● **Exercise description**: Look through the records, and whenever a line includes the word "ViewModel", copy it.

### Task material ###

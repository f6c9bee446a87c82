use std::cell::RefCell;
use std::fmt;
use std::rc::Rc;

use super::lifecycle::{use_hook, use_subscription};
use super::model::use_model_ctx;
use crate::error::Result;
use crate::model::{EventNameOf, ViewModel};
use crate::runtime::Context;

type Listener<E> = Rc<dyn Fn(&E)>;

/// Dispatches events on a view model's model.
pub struct EventDispatcher<M: ViewModel> {
    vm: M,
}

impl<M: ViewModel> EventDispatcher<M> {
    pub fn new(vm: M) -> Self {
        Self { vm }
    }

    /// Forward to [`Model::dispatch_event`](crate::Model::dispatch_event).
    pub fn dispatch(&self, event: M::Events) {
        self.vm.model().dispatch_event(event);
    }
}

impl<M: ViewModel> Clone for EventDispatcher<M> {
    fn clone(&self) -> Self {
        Self {
            vm: self.vm.clone(),
        }
    }
}

impl<M: ViewModel> fmt::Debug for EventDispatcher<M> {
    fn fmt(&self, f: &mut fmt::Formatter<'_>) -> fmt::Result {
        f.debug_struct("EventDispatcher").finish_non_exhaustive()
    }
}

/// Listen for events named `name` while the rendering component is mounted.
///
/// The listener is registered on the first render and released on unmount.
/// It always calls the `callback` passed on the most recent render, so a
/// closure capturing fresh render data never goes stale.
pub fn use_model_event<M, F>(vm: &M, name: EventNameOf<M>, callback: F) -> Result<EventDispatcher<M>>
where
    M: ViewModel,
    F: Fn(&M::Events) + 'static,
{
    let latest = use_hook(|| RefCell::new(None::<Listener<M::Events>>))?;
    *latest.borrow_mut() = Some(Rc::new(callback) as Listener<M::Events>);

    use_subscription(|| {
        let latest = Rc::clone(&latest);
        vm.model().subscribe_to_event(name, move |event| {
            let callback = latest.borrow().clone();
            if let Some(callback) = callback {
                callback(event);
            }
        })
    })?;

    Ok(EventDispatcher::new(vm.clone()))
}

/// [`use_model_event`] on the view model from the nearest provider of `ctx`.
pub fn use_model_ctx_event<M, F>(
    ctx: &Context<M>,
    name: EventNameOf<M>,
    callback: F,
) -> Result<EventDispatcher<M>>
where
    M: ViewModel,
    F: Fn(&M::Events) + 'static,
{
    let vm = use_model_ctx(ctx)?;
    use_model_event(&vm, name, callback)
}

/// A dispatcher for the view model from the nearest provider of `ctx`,
/// without listening.
pub fn use_model_ctx_dispatcher<M: ViewModel>(ctx: &Context<M>) -> Result<EventDispatcher<M>> {
    use_model_ctx(ctx).map(EventDispatcher::new)
}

###

● **Response**:
use crate::model::{EventNameOf, ViewModel};
pub struct EventDispatcher<M: ViewModel> {
impl<M: ViewModel> EventDispatcher<M> {
impl<M: ViewModel> Clone for EventDispatcher<M> {
impl<M: ViewModel> fmt::Debug for EventDispatcher<M> {
    M: ViewModel,
    M: ViewModel,
pub fn use_model_ctx_dispatcher<M: ViewModel>(ctx: &Context<M>) -> Result<EventDispatcher<M>> {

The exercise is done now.